# [What you are asked to do]
Where the data below has the string "keeping", return the whole line.

##### The data

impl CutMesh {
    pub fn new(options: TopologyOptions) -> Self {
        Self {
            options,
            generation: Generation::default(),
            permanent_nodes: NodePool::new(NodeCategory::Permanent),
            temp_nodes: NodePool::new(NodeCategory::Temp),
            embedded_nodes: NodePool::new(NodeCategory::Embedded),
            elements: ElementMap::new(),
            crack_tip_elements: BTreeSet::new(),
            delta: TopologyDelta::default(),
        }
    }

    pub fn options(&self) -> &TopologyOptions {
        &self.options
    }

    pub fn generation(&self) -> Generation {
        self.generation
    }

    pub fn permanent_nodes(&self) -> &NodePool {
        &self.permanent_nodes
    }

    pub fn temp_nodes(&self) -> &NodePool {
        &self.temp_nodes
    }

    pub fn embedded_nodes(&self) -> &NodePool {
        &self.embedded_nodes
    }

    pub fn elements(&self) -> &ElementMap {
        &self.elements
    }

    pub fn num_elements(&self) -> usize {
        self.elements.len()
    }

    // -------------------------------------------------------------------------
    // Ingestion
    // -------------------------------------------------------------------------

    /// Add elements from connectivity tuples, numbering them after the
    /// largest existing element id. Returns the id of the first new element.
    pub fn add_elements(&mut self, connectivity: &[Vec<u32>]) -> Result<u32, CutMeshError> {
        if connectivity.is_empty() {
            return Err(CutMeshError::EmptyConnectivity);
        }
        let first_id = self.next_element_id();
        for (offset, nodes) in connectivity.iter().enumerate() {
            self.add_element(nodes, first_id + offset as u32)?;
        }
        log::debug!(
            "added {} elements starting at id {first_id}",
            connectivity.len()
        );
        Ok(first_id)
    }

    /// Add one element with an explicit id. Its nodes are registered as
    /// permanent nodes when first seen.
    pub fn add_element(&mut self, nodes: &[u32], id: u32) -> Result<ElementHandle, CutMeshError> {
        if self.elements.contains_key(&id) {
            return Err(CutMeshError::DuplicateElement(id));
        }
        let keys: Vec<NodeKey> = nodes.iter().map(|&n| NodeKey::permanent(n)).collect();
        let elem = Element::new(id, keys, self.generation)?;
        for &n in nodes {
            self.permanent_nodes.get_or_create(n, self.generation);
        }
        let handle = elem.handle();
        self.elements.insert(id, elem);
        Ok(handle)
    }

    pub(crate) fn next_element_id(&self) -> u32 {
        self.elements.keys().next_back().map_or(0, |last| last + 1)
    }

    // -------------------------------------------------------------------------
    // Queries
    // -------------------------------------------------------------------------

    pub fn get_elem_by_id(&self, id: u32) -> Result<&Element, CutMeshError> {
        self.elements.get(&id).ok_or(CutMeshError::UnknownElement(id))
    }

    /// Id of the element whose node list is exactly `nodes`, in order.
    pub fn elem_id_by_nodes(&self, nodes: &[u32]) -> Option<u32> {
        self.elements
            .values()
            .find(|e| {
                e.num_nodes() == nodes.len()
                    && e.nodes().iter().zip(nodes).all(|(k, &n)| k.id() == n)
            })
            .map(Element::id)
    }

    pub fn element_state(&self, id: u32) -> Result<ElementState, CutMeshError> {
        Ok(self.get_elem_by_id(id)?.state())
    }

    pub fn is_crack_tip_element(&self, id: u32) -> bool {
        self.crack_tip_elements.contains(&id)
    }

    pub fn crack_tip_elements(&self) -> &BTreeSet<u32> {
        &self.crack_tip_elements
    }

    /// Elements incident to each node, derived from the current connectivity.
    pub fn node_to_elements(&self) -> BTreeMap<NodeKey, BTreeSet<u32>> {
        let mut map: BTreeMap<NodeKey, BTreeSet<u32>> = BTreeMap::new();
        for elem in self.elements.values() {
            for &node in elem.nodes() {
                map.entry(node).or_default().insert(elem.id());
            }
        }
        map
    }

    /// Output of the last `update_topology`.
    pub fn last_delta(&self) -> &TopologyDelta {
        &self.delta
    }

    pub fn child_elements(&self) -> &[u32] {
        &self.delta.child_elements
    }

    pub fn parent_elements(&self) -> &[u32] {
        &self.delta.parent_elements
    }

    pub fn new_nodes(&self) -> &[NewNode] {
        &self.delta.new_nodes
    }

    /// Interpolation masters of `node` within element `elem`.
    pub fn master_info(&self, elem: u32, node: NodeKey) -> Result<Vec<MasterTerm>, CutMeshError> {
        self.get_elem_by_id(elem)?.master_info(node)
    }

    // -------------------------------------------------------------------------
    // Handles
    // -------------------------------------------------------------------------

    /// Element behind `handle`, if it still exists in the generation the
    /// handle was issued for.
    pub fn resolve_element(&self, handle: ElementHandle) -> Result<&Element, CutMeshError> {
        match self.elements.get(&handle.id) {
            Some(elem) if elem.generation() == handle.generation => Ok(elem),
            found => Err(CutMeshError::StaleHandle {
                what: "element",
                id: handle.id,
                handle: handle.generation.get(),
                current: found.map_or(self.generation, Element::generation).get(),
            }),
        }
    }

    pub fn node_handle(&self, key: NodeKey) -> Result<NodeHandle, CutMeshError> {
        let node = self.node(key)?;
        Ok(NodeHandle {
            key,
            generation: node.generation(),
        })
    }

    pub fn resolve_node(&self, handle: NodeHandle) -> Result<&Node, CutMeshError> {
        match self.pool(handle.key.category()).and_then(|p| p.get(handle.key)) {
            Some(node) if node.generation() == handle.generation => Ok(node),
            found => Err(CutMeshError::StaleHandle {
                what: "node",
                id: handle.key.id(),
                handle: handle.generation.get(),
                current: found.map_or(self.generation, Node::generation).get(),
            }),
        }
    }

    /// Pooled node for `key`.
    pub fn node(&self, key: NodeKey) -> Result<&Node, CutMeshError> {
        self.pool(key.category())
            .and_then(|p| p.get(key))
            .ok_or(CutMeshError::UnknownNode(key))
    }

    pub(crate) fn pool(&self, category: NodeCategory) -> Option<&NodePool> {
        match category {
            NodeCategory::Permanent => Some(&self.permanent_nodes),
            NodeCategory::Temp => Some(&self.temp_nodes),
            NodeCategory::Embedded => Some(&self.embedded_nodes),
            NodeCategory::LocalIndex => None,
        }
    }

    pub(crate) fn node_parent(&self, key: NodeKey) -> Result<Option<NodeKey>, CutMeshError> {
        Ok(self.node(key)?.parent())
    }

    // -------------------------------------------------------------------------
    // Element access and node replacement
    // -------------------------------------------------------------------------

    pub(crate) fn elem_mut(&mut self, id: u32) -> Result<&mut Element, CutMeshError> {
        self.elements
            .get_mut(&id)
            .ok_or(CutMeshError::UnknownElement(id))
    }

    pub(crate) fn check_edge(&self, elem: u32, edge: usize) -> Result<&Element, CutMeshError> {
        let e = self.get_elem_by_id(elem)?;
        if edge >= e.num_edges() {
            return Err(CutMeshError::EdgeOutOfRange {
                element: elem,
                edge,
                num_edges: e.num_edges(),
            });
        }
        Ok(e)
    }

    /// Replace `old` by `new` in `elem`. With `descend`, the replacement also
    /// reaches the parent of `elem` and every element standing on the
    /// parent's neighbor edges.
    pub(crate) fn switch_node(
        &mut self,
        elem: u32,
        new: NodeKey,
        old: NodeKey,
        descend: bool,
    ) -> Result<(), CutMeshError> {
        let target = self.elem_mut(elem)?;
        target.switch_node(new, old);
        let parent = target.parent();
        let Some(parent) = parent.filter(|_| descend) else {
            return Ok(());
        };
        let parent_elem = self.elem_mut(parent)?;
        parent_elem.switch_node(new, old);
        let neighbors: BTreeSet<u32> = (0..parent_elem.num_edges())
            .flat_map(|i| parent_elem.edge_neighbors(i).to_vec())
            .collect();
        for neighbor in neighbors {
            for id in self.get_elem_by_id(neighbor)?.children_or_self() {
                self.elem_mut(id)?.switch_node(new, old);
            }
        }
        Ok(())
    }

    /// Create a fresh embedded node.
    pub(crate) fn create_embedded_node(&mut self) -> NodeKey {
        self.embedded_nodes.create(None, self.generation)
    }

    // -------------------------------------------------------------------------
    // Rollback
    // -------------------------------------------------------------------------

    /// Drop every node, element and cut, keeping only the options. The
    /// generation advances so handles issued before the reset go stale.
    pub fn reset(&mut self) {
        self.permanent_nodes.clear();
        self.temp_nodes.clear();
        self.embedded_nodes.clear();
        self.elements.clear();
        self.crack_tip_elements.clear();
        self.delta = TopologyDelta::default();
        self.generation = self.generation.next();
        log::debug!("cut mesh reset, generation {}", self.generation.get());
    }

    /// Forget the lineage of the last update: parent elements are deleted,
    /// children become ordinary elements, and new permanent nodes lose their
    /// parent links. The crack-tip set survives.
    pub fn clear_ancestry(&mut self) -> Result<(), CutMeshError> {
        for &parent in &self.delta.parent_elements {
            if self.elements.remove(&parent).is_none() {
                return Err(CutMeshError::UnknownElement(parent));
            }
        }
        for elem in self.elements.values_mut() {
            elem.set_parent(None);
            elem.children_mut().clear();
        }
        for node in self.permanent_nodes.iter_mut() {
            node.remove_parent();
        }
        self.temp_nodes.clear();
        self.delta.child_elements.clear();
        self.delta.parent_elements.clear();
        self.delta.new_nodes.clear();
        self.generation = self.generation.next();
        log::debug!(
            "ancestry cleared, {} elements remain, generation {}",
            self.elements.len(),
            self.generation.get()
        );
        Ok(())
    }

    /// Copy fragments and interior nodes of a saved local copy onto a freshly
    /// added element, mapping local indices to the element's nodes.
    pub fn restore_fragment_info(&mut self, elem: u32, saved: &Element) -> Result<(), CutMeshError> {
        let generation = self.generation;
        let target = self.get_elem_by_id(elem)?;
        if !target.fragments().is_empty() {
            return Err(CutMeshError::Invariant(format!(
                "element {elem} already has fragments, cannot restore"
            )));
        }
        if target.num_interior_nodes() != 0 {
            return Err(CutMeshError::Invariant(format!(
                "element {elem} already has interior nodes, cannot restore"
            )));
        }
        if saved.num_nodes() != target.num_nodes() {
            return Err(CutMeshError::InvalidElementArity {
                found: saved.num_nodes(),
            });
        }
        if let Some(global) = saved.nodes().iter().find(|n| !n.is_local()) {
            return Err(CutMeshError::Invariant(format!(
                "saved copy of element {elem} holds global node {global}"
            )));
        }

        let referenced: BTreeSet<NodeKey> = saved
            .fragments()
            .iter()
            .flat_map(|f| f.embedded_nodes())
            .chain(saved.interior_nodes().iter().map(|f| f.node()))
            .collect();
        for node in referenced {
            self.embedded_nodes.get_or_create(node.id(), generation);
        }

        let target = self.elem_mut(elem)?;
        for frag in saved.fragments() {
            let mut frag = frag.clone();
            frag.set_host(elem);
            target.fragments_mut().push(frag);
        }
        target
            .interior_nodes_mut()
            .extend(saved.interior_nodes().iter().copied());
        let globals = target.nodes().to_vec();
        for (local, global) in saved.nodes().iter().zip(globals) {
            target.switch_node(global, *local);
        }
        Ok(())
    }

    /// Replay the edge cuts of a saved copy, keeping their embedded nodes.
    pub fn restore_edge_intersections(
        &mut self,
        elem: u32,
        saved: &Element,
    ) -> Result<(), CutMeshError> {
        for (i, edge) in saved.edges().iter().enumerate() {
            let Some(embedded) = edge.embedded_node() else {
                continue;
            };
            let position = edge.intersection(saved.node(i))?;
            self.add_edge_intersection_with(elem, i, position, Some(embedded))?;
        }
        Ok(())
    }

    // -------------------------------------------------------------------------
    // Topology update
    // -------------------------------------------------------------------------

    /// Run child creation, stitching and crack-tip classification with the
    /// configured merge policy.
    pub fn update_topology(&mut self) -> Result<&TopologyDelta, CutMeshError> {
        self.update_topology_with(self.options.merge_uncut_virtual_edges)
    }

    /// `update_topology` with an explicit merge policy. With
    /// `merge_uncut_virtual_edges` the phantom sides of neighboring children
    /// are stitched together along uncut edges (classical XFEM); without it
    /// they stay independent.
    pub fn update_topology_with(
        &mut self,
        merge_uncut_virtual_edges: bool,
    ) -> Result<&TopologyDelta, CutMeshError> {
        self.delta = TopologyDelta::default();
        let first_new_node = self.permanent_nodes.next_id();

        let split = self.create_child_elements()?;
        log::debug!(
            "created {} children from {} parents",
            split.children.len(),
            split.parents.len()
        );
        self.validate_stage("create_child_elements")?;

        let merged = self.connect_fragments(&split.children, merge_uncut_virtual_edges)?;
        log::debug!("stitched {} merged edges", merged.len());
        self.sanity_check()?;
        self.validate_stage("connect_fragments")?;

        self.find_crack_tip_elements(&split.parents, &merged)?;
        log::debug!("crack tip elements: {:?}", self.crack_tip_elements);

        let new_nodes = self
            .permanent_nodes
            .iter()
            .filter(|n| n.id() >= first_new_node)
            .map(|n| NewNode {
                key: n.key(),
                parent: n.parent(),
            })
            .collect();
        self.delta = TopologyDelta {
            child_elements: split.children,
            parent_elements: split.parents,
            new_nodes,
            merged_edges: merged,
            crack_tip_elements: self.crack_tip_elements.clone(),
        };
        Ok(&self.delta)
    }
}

##########

# [Written answer]
    /// Drop every node, element and cut, keeping only the options. The
    /// Replay the edge cuts of a saved copy, keeping their embedded nodes.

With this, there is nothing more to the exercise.